[Collected data entries]
----------------

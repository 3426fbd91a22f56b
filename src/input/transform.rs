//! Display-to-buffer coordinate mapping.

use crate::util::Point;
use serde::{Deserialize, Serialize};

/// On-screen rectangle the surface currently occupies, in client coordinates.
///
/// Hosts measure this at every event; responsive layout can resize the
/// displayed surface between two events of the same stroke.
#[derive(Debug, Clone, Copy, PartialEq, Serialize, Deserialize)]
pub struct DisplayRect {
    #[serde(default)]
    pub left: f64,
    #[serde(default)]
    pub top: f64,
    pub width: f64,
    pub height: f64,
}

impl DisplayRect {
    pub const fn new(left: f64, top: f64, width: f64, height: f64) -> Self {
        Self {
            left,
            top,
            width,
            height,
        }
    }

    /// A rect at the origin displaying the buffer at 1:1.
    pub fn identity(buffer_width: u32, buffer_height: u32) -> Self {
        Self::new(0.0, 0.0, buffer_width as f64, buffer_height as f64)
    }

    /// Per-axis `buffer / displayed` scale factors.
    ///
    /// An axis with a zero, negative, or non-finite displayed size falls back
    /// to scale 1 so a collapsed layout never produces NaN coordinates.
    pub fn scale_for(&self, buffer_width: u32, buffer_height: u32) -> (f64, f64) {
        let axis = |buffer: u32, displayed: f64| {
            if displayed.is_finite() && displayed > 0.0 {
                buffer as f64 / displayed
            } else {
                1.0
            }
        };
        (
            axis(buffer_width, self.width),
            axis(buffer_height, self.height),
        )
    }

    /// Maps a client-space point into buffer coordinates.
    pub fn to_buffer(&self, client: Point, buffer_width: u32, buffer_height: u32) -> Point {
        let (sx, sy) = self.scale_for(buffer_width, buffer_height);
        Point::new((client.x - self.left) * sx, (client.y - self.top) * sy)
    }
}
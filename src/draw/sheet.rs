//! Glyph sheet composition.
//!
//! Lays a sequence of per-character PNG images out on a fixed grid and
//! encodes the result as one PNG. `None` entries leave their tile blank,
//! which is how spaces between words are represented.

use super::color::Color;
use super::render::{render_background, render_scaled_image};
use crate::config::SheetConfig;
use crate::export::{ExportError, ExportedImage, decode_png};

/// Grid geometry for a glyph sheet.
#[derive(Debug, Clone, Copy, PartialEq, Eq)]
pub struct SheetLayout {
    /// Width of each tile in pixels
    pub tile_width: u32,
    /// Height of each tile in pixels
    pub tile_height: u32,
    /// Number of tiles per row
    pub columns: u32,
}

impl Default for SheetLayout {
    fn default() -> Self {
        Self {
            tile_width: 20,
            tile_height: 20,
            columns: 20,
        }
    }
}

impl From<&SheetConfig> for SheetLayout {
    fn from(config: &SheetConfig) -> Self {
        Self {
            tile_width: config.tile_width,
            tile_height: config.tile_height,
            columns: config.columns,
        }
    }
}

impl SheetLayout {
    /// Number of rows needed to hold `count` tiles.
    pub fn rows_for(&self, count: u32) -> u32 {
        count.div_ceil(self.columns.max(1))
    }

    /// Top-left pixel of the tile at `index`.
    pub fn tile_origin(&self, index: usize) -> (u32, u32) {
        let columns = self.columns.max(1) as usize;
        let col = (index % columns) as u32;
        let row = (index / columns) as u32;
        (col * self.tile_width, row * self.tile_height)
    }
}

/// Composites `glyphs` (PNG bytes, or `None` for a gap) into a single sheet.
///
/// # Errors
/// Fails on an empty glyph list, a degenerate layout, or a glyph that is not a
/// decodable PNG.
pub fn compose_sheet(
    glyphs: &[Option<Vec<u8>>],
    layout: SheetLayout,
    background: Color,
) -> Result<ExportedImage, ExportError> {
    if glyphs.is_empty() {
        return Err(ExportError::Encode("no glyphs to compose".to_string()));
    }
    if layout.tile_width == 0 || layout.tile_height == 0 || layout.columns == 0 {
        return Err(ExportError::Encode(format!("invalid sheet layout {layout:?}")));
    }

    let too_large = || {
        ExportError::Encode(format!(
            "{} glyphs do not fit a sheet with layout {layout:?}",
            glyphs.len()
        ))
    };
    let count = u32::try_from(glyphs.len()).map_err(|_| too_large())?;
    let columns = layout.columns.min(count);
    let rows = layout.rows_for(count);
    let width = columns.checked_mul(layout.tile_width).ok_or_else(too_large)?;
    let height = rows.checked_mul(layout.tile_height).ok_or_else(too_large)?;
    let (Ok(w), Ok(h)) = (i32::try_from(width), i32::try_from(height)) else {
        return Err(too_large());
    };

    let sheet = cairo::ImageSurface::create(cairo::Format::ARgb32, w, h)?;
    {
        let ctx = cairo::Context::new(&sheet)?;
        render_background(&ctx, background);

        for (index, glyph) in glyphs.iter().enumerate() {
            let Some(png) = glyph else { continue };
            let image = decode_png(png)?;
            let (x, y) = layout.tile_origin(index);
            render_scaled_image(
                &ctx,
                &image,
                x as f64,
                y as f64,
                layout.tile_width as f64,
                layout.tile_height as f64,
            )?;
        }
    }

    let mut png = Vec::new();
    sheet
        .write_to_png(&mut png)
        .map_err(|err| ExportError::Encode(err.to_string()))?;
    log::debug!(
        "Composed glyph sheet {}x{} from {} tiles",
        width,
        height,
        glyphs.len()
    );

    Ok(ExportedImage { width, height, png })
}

----------------

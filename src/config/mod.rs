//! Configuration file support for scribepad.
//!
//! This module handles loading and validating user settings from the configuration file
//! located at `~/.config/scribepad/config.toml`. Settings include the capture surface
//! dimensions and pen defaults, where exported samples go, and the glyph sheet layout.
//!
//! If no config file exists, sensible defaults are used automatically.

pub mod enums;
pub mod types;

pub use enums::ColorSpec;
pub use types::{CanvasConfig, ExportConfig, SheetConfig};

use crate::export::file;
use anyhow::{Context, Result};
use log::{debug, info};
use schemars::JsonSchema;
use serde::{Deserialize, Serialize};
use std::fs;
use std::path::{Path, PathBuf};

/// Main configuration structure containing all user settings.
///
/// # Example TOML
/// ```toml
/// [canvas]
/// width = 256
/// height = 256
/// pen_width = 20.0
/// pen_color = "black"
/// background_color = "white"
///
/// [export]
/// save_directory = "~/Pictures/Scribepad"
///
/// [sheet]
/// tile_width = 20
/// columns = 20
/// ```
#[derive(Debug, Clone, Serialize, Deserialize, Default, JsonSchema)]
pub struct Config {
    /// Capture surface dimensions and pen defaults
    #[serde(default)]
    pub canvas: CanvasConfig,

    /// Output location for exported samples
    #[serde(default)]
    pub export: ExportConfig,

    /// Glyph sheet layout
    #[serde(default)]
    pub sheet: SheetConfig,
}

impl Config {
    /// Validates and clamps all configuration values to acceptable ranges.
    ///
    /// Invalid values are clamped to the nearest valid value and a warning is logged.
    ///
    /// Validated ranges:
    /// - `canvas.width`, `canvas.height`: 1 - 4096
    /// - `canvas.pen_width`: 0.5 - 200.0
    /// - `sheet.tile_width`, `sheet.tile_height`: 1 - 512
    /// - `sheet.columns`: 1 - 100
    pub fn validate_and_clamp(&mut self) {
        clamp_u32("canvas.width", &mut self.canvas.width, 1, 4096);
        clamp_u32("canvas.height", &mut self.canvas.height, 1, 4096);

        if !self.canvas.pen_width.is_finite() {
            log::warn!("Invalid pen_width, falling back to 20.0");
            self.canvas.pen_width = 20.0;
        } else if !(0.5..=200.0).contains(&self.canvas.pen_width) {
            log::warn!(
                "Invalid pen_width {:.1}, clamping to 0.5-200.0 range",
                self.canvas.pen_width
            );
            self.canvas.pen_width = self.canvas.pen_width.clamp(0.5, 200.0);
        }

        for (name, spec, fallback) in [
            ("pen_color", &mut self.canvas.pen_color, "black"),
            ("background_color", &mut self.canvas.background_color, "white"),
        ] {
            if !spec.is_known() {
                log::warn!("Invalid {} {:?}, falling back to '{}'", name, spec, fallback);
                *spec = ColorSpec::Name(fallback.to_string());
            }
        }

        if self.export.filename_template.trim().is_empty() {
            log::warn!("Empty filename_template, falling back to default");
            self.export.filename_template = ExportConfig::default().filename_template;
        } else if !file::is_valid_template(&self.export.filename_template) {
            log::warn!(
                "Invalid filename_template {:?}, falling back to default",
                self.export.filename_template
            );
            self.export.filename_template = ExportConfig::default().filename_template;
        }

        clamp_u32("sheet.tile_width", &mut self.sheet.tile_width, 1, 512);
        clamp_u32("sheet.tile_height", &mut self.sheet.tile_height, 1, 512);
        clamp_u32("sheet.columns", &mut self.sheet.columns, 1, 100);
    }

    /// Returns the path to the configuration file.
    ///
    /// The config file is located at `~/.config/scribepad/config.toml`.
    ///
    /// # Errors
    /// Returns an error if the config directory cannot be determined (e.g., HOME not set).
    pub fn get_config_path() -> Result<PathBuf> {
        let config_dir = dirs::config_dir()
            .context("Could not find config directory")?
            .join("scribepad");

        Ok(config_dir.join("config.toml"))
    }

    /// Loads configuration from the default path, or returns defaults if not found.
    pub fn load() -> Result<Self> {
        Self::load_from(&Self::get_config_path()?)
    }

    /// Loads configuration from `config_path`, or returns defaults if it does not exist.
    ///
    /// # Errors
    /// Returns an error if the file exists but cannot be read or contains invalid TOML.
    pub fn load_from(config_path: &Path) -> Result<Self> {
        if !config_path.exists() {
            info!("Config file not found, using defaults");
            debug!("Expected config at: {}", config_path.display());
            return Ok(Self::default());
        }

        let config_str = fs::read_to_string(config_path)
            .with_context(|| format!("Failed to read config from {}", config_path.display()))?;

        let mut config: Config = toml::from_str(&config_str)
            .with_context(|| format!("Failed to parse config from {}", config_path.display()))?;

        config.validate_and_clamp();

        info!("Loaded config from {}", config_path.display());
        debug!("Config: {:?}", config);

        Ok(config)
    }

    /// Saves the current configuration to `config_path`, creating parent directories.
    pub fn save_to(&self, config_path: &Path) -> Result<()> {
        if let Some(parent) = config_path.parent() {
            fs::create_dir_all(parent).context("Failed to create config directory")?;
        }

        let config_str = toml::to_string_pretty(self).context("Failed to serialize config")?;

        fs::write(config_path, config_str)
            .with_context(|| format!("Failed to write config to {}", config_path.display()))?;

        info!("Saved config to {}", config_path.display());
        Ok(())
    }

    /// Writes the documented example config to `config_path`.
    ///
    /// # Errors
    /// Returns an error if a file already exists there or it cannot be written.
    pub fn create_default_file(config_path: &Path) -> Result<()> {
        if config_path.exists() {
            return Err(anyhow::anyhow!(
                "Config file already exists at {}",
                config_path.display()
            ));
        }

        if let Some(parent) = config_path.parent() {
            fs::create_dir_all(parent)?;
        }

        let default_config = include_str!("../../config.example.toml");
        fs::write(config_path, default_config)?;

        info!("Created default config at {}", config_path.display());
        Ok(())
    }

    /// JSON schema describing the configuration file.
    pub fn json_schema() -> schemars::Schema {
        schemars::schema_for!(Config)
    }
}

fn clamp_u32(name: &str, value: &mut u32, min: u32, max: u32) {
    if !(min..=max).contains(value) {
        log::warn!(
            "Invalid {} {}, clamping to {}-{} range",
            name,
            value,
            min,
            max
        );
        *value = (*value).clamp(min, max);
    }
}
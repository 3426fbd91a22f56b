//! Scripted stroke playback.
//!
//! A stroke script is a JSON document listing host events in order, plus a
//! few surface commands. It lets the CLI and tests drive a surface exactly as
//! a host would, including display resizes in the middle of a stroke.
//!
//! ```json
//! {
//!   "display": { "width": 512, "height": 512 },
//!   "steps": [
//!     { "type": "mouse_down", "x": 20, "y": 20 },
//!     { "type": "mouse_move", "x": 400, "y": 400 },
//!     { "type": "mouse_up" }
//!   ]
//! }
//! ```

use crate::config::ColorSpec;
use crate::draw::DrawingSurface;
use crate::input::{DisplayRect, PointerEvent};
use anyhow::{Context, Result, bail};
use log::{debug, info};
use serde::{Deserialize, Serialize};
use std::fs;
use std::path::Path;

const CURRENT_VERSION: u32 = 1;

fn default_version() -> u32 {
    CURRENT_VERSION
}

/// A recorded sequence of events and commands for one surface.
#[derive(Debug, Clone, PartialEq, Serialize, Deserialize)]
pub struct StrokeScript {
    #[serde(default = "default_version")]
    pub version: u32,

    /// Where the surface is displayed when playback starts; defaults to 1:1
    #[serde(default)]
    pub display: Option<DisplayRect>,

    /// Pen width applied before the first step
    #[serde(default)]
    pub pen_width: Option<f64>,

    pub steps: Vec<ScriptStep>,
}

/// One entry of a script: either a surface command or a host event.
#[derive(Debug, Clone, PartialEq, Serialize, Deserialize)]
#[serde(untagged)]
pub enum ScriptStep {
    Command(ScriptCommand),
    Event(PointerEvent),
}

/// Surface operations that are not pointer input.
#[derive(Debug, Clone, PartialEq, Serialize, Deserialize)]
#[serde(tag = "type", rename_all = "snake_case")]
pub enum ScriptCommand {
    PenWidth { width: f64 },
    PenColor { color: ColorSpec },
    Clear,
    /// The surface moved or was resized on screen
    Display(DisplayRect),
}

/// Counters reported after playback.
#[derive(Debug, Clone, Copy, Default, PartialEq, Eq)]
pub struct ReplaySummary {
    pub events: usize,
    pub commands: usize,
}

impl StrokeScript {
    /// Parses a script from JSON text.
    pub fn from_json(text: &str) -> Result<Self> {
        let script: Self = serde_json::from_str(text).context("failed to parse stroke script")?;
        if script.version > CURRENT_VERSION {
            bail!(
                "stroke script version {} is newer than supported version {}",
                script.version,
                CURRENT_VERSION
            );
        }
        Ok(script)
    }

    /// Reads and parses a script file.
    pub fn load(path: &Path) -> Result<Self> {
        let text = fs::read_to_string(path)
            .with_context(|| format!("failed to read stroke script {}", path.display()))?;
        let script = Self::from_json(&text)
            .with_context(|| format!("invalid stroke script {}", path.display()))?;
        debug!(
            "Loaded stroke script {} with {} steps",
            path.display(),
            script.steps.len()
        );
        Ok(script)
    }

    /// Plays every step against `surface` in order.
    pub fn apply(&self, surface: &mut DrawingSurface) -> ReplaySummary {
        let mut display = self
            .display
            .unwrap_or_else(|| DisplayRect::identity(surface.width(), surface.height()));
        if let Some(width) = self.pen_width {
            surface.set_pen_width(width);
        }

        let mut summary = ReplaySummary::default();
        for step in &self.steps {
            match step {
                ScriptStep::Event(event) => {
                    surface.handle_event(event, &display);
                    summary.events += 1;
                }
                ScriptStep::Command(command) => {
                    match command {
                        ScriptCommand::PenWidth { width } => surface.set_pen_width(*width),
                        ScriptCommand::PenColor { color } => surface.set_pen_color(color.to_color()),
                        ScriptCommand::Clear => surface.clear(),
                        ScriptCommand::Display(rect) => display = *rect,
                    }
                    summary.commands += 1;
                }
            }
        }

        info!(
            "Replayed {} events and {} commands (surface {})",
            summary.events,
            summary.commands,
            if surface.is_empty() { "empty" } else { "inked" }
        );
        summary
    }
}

----------------

◆ Brief: Within the entries above, how many lines include the word "enums"? Respond with the number only.

◆ Your response: 2